Tax Appeals Commission Decisions
By way of two tax.point articles (in May 2016 and April 2017), we published outlines of the first decisions of the Tax Appeals Commission (“TAC”). In this article, we summarise the first twenty TAC decisions of 2017.
Judgment No 1/2017 – CGT exemption on forestry
The first decision of the TAC for 2017 related to CGT on the grant of rights over forestry land to erect an electricity pylon. The taxpayer claimed a right to forestry relief in respect of part of the payment, on the basis that same constituted a consideration in respect of the disposal of woodlands (Section 564 exemption). Revenue disagreed, claiming the full sum received by the landowner constituted a part-disposal of the underlying lands. The TAC sided with Revenue on the basis that there was no disposal of woodlands involved in the transaction – in order for there to be a disposal of woodlands, there needed to be a disposal of the underlying lands as well, which did not occur in this case.

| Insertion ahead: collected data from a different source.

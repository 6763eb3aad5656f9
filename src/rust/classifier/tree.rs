use ndarray::{Array2, ArrayView1};
use rand::rngs::StdRng;
use rand::seq::SliceRandom;
use serde::{Deserialize, Serialize};

/// Splits that do not lower weighted impurity by at least this much are ignored.
const MIN_IMPURITY_DECREASE: f64 = 1e-12;

#[derive(Debug, Clone, PartialEq, Serialize, Deserialize)]
#[serde(tag = "kind", rename_all = "snake_case")]
pub(crate) enum Node {
    /// Class probabilities of the training samples that reached this leaf
    Leaf { distribution: Vec<f64> },
    /// `x[feature] <= threshold` goes left
    Split {
        feature: usize,
        threshold: f64,
        left: usize,
        right: usize,
    },
}

#[derive(Debug, Clone, Copy)]
pub(crate) struct TreeParams {
    pub max_depth: Option<usize>,
    pub min_samples_split: usize,
    pub max_features: usize,
}

/// Training data shared by every tree of a forest.
pub(crate) struct TrainingView<'a> {
    pub features: &'a Array2<f64>,
    pub labels: &'a [usize],
    pub class_weights: &'a [f64],
    pub n_classes: usize,
}

/// A CART classification tree grown on Gini impurity. Nodes live in a flat
/// arena with the root at index 0.
#[derive(Debug, Clone, PartialEq, Serialize, Deserialize)]
pub(crate) struct DecisionTree {
    nodes: Vec<Node>,
}

struct SplitCandidate {
    feature: usize,
    threshold: f64,
    impurity: f64,
}

impl DecisionTree {
    /// Grows a tree over `samples`. Repeated indices (bootstrap draws) count once per occurrence.
    pub fn fit(data: &TrainingView<'_>, samples: &[usize], params: &TreeParams, rng: &mut StdRng) -> Self {
        let mut tree = Self { nodes: Vec::new() };
        tree.grow(data, samples, 0, params, rng);
        tree
    }

    pub fn predict_proba(&self, x: ArrayView1<'_, f64>) -> &[f64] {
        let mut index = 0;
        loop {
            match &self.nodes[index] {
                Node::Leaf { distribution } => return distribution,
                Node::Split {
                    feature,
                    threshold,
                    left,
                    right,
                } => {
                    index = if x[*feature] <= *threshold { *left } else { *right };
                }
            }
        }
    }

    pub fn node_count(&self) -> usize {
        self.nodes.len()
    }

    pub fn depth(&self) -> usize {
        fn walk(nodes: &[Node], index: usize) -> usize {
            match &nodes[index] {
                Node::Leaf { .. } => 0,
                Node::Split { left, right, .. } => 1 + walk(nodes, *left).max(walk(nodes, *right)),
            }
        }
        if self.nodes.is_empty() {
            0
        } else {
            walk(&self.nodes, 0)
        }
    }

    /// Checks the arena is well formed: children stored after their parent and
    /// in range, leaves sized for `n_classes`, split features below `n_features`.
    ///
    /// Children always follow their parent in the arena, so a split pointing at
    /// itself or backwards would loop forever in `predict_proba`.
    pub fn is_consistent(&self, n_classes: usize, n_features: usize) -> bool {
        !self.nodes.is_empty()
            && self.nodes.iter().enumerate().all(|(index, node)| match node {
                Node::Leaf { distribution } => distribution.len() == n_classes,
                Node::Split {
                    feature,
                    threshold,
                    left,
                    right,
                } => {
                    *feature < n_features
                        && threshold.is_finite()
                        && *left > index
                        && *right > index
                        && *left < self.nodes.len()
                        && *right < self.nodes.len()
                }
            })
    }

    fn grow(
        &mut self,
        data: &TrainingView<'_>,
        samples: &[usize],
        depth: usize,
        params: &TreeParams,
        rng: &mut StdRng,
    ) -> usize {
        let counts = weighted_counts(data, samples);
        let total: f64 = counts.iter().sum();

        let node_id = self.nodes.len();
        self.nodes.push(Node::Leaf {
            distribution: normalize(&counts, total),
        });

        let reached_depth = params.max_depth.map_or(false, |max| depth >= max);
        if reached_depth || samples.len() < params.min_samples_split || is_pure(&counts) {
            return node_id;
        }

        let parent_impurity = gini(&counts, total) * total;
        let Some(split) = best_split(data, samples, parent_impurity, params.max_features, rng) else {
            return node_id;
        };

        let (left_samples, right_samples): (Vec<usize>, Vec<usize>) = samples
            .iter()
            .partition(|&&i| data.features[[i, split.feature]] <= split.threshold);
        if left_samples.is_empty() || right_samples.is_empty() {
            return node_id;
        }

        let left = self.grow(data, &left_samples, depth + 1, params, rng);
        let right = self.grow(data, &right_samples, depth + 1, params, rng);
        self.nodes[node_id] = Node::Split {
            feature: split.feature,
            threshold: split.threshold,
            left,
            right,
        };
        node_id
    }
}

/// Searches a random subset of `max_features` columns first, then the rest
/// if the subset holds no useful split.
fn best_split(
    data: &TrainingView<'_>,
    samples: &[usize],
    parent_impurity: f64,
    max_features: usize,
    rng: &mut StdRng,
) -> Option<SplitCandidate> {
    let mut features: Vec<usize> = (0..data.features.ncols()).collect();
    features.shuffle(rng);
    let max_features = max_features.clamp(1, features.len());

    let (first, rest) = features.split_at(max_features);
    search_features(data, samples, parent_impurity, first)
        .or_else(|| search_features(data, samples, parent_impurity, rest))
}

fn search_features(
    data: &TrainingView<'_>,
    samples: &[usize],
    parent_impurity: f64,
    features: &[usize],
) -> Option<SplitCandidate> {
    let mut best: Option<SplitCandidate> = None;

    for &feature in features {
        let mut sorted: Vec<(f64, usize)> = samples
            .iter()
            .map(|&i| (data.features[[i, feature]], data.labels[i]))
            .collect();
        sorted.sort_by(|a, b| a.0.total_cmp(&b.0));

        let mut left = vec![0.0; data.n_classes];
        let mut right = vec![0.0; data.n_classes];
        for &(_, label) in &sorted {
            right[label] += data.class_weights[label];
        }

        for pair in 0..sorted.len().saturating_sub(1) {
            let (value, label) = sorted[pair];
            let weight = data.class_weights[label];
            left[label] += weight;
            right[label] -= weight;

            let next_value = sorted[pair + 1].0;
            if next_value <= value {
                continue;
            }

            let left_total: f64 = left.iter().sum();
            let right_total: f64 = right.iter().sum();
            let impurity = gini(&left, left_total) * left_total + gini(&right, right_total) * right_total;

            let improves_parent = impurity < parent_impurity - MIN_IMPURITY_DECREASE;
            let beats_best = best.as_ref().map_or(true, |b| impurity < b.impurity - MIN_IMPURITY_DECREASE);
            if improves_parent && beats_best {
                let mut threshold = value + (next_value - value) / 2.0;
                if threshold >= next_value {
                    threshold = value;
                }
                best = Some(SplitCandidate {
                    feature,
                    threshold,
                    impurity,
                });
            }
        }
    }

    best
}

fn weighted_counts(data: &TrainingView<'_>, samples: &[usize]) -> Vec<f64> {
    let mut counts = vec![0.0; data.n_classes];
    for &i in samples {
        let label = data.labels[i];
        counts[label] += data.class_weights[label];
    }
    counts
}

fn normalize(counts: &[f64], total: f64) -> Vec<f64> {
    if total > 0.0 {
        counts.iter().map(|c| c / total).collect()
    } else {
        vec![0.0; counts.len()]
    }
}

fn is_pure(counts: &[f64]) -> bool {
    counts.iter().filter(|&&c| c > 0.0).count() <= 1
}

fn gini(counts: &[f64], total: f64) -> f64 {
    if total <= 0.0 {
        return 0.0;
    }
    1.0 - counts.iter().map(|c| (c / total).powi(2)).sum::<f64>()
}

Judgment No 2/2017 – VAT, refusal of leave to appeal
2017 decision No. 2 involved a situation where the taxpayer was the subject of a High Court judgment for unpaid VAT, and accepted that judgment. In implementing the judgment, Revenue’s systems determined (by way of a simple, understandable, error) that a VAT repayment of EUR 214 (yes, two hundred and fourteen euro, it is not a typo) was due to the taxpayer. This was obviously an error because the parties had already determined, between themselves, the liabilities owing, so a repayment could never conceivably have been due. Nevertheless, the taxpayer claimed the EUR 214 he/she believed was due and, when Revenue refused to pay same, the taxpayer appealed Revenue’s decision (under the system applying pre 2016) whereupon Revenue refused to accept the appeal. The taxpayer then appealed Revenue’s said refusal to accept the appeal, to the TAC. The TAC refused leave to appeal because there was clearly nothing owed to the taxpayer and, in any case, the claim for repayment fell outside the four year rule.
Judgment No 3/2017 – VRT
This case involves a claim for VRT exemption by a mobile nurse who lives in the Republic but works in Northern Ireland. S/he had a hospital car because the work involved going from house to house. Of course, in the mornings and evenings, the nurse travelled home, across the border, in the hospital car. As matters turned out, the nurse’s mileage in the South was greater than his/her mileage in the North and, in those circumstances, Revenue refused the exemption from VRT because the vehicle was not used “principally for business use in Northern Ireland”. Total business mileage in the North was c. 4,000 as against Southern mileage of c. 27,000 and the TAC held with Revenue on this point.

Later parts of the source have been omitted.